Published 13/05/2025, 09:06
Deutsche Bank cuts Reply SpA target to EUR185, maintains Buy

On Tuesday, Deutsche Bank (ETR:DBKGn) analyst Jasmine Rand revised the price target for Reply SpA (REY:IM) to €185.00, a decrease from the previous €190.00, while continuing to recommend a Buy rating for the stock. The adjustment follows Reply’s first-quarter revenue report for 2025, which showed figures marginally below market expectations.

Reply SpA reported Q1’25 revenues of €603.4 million, which, though representing a year-over-year increase of 8.9%, fell short of the consensus estimate of 10.5% growth. Organic currency-neutral growth was recorded at 5.3%. Region 1, which includes markets such as Italy and the US, was a significant contributor to this growth, reporting an 8.5% increase year-over-year to €383 million, closely aligned with the like-for-like (LFL) figure of 8.1%.

Conversely, Region 2, which includes Germany among others, experienced a more pronounced deceleration in growth. The LFL growth rate in Q1 was just 3%, a reduction from the 10.8% and 6.2% seen in the third and fourth quarters of 2024, respectively. This slowdown was attributed to challenges in sectors such as Automotive & Manufacturing and Retail & Consumer Packaged Goods (CPG), which are more prevalent in Region 2 and have been impacted by tariff policies.

In Region 2, Retail & CPG accounts for approximately 15% of revenue, which has decreased to around 8%, compared to 11.5% across the group.
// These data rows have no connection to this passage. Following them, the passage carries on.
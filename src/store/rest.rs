use std::time::Duration as StdDuration;

use async_trait::async_trait;
use reqwest::StatusCode;
use serde::Deserialize;
use serde_json::{Map as JsonMap, Value as JsonValue};
use tracing::{debug, warn};
use uuid::Uuid;

use crate::error::{AppError, AppResult};
use crate::store::{CollectionPath, DocumentStore, ListQuery, StoredDocument};

const DEFAULT_HTTP_TIMEOUT: StdDuration = StdDuration::from_secs(10);
const DEFAULT_CONNECT_TIMEOUT: StdDuration = StdDuration::from_secs(5);

#[derive(Debug, Clone)]
pub struct RestStoreConfig {
    pub base_url: String,
    pub api_key: String,
    pub http_timeout: StdDuration,
    pub connect_timeout: StdDuration,
}

impl RestStoreConfig {
    pub fn new(base_url: impl Into<String>, api_key: impl Into<String>) -> Self {
        Self {
            base_url: base_url.into(),
            api_key: api_key.into(),
            http_timeout: DEFAULT_HTTP_TIMEOUT,
            connect_timeout: DEFAULT_CONNECT_TIMEOUT,
        }
    }
}

#[derive(Debug, Deserialize)]
struct ListResponse {
    #[serde(default)]
    documents: Vec<StoredDocument>,
}

/// Document database client. Collections live under
/// `{base}/users/{uid}/{collection}`; the per-user root document is
/// `{base}/users/{uid}`. No retries on the data path: transient failures
/// surface as `Unavailable` and callers fall back to the offline mirror.
pub struct RestDocumentStore {
    client: reqwest::Client,
    base_url: String,
    api_key: String,
}

impl RestDocumentStore {
    pub fn new(config: RestStoreConfig) -> AppResult<Self> {
        let client = reqwest::Client::builder()
            .timeout(config.http_timeout)
            .connect_timeout(config.connect_timeout)
            .pool_max_idle_per_host(2)
            .pool_idle_timeout(Some(StdDuration::from_secs(90)))
            .build()
            .map_err(|err| AppError::other(format!("初始化文档存储 HTTP 客户端失败: {err}")))?;

        Ok(Self {
            client,
            base_url: config.base_url.trim_end_matches('/').to_string(),
            api_key: config.api_key,
        })
    }

    fn collection_url(&self, path: &CollectionPath) -> String {
        format!("{}/{}", self.base_url, path.relative())
    }

    fn document_url(&self, path: &CollectionPath, id: &str) -> String {
        format!("{}/{}/{}", self.base_url, path.relative(), id)
    }

    fn root_url(&self, uid: &str) -> String {
        format!("{}/users/{}", self.base_url, uid)
    }

    fn map_status(status: StatusCode, correlation_id: &str) -> AppError {
        match status {
            StatusCode::UNAUTHORIZED | StatusCode::FORBIDDEN => {
                warn!(
                    target: "app::store::rest",
                    correlation_id = %correlation_id,
                    status = status.as_u16(),
                    "store rejected credentials"
                );
                AppError::Unauthenticated
            }
            StatusCode::NOT_FOUND => AppError::NotFound,
            StatusCode::REQUEST_TIMEOUT | StatusCode::TOO_MANY_REQUESTS => {
                AppError::unavailable(format!("文档存储忙 (状态码 {})", status.as_u16()))
            }
            status if status.is_server_error() => {
                AppError::unavailable(format!("文档存储暂时不可用 (状态码 {})", status.as_u16()))
            }
            status => AppError::other(format!("文档存储返回异常状态码 {}", status.as_u16())),
        }
    }

    async fn expect_success(
        response: reqwest::Response,
        correlation_id: &str,
    ) -> AppResult<reqwest::Response> {
        let status = response.status();
        if status.is_success() {
            Ok(response)
        } else {
            Err(Self::map_status(status, correlation_id))
        }
    }
}

#[async_trait]
impl DocumentStore for RestDocumentStore {
    async fn insert(
        &self,
        path: &CollectionPath,
        fields: JsonMap<String, JsonValue>,
    ) -> AppResult<StoredDocument> {
        let correlation_id = Uuid::new_v4().to_string();
        debug!(
            target: "app::store::rest",
            collection = %path.relative(),
            correlation_id = %correlation_id,
            "inserting document"
        );

        let response = self
            .client
            .post(self.collection_url(path))
            .bearer_auth(&self.api_key)
            .json(&JsonValue::Object(fields))
            .send()
            .await?;

        let response = Self::expect_success(response, &correlation_id).await?;
        let document: StoredDocument = response.json().await?;
        Ok(document)
    }

    async fn list(
        &self,
        path: &CollectionPath,
        query: &ListQuery,
    ) -> AppResult<Vec<StoredDocument>> {
        let correlation_id = Uuid::new_v4().to_string();
        let mut request = self
            .client
            .get(self.collection_url(path))
            .bearer_auth(&self.api_key)
            .query(&[("limit", query.limit.to_string())]);

        if let Some((field, value)) = &query.field_equals {
            request = request.query(&[("field", field.as_str()), ("equals", value.as_str())]);
        }

        let response = request.send().await?;
        let response = Self::expect_success(response, &correlation_id).await?;
        let body: ListResponse = response.json().await?;

        // The server already orders newest-first; re-sort so the contract
        // holds even against a lagging replica.
        let mut documents = body.documents;
        documents.sort_by(|a, b| b.created_at.cmp(&a.created_at));
        documents.truncate(query.limit);

        debug!(
            target: "app::store::rest",
            collection = %path.relative(),
            correlation_id = %correlation_id,
            count = documents.len(),
            "listed documents"
        );

        Ok(documents)
    }

    async fn update(
        &self,
        path: &CollectionPath,
        id: &str,
        patch: JsonMap<String, JsonValue>,
    ) -> AppResult<bool> {
        let correlation_id = Uuid::new_v4().to_string();
        let response = self
            .client
            .patch(self.document_url(path, id))
            .bearer_auth(&self.api_key)
            .json(&JsonValue::Object(patch))
            .send()
            .await?;

        if response.status() == StatusCode::NOT_FOUND {
            return Ok(false);
        }

        Self::expect_success(response, &correlation_id).await?;
        Ok(true)
    }

    async fn delete(&self, path: &CollectionPath, id: &str) -> AppResult<bool> {
        let correlation_id = Uuid::new_v4().to_string();
        let response = self
            .client
            .delete(self.document_url(path, id))
            .bearer_auth(&self.api_key)
            .send()
            .await?;

        if response.status() == StatusCode::NOT_FOUND {
            return Ok(false);
        }

        Self::expect_success(response, &correlation_id).await?;
        Ok(true)
    }

    async fn read_root(&self, uid: &str) -> AppResult<Option<JsonMap<String, JsonValue>>> {
        let correlation_id = Uuid::new_v4().to_string();
        let response = self
            .client
            .get(self.root_url(uid))
            .bearer_auth(&self.api_key)
            .send()
            .await?;

        if response.status() == StatusCode::NOT_FOUND {
            return Ok(None);
        }

        let response = Self::expect_success(response, &correlation_id).await?;
        let body: JsonValue = response.json().await?;
        match body {
            JsonValue::Object(map) => Ok(Some(map)),
            other => {
                warn!(
                    target: "app::store::rest",
                    correlation_id = %correlation_id,
                    body = %other,
                    "root document is not an object"
                );
                Ok(None)
            }
        }
    }

    async fn merge_root(&self, uid: &str, patch: JsonMap<String, JsonValue>) -> AppResult<()> {
        let correlation_id = Uuid::new_v4().to_string();
        let response = self
            .client
            .patch(self.root_url(uid))
            .bearer_auth(&self.api_key)
            .json(&JsonValue::Object(patch))
            .send()
            .await?;

        Self::expect_success(response, &correlation_id).await?;
        Ok(())
    }

    async fn delete_user_tree(&self, uid: &str) -> AppResult<()> {
        let correlation_id = Uuid::new_v4().to_string();
        debug!(
            target: "app::store::rest",
            uid = %uid,
            correlation_id = %correlation_id,
            "deleting user tree"
        );

        // Single server-side batched delete: the root document and every
        // sub-collection go together or not at all.
        let response = self
            .client
            .delete(self.root_url(uid))
            .bearer_auth(&self.api_key)
            .send()
            .await?;

        if response.status() == StatusCode::NOT_FOUND {
            return Ok(());
        }

        Self::expect_success(response, &correlation_id).await?;
        Ok(())
    }
}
The Automotive & Manufacturing sector represents about 30% of Region 2’s revenues, a figure that stands in contrast to approximately 17% in Region 1 and 6% in Region 3.

Despite the slower growth in certain areas, Reply’s management is optimistic about the potential for improvement in Region 2, especially following the completed integration of Fincon, a strategic move that could bolster the company’s performance in the forthcoming periods.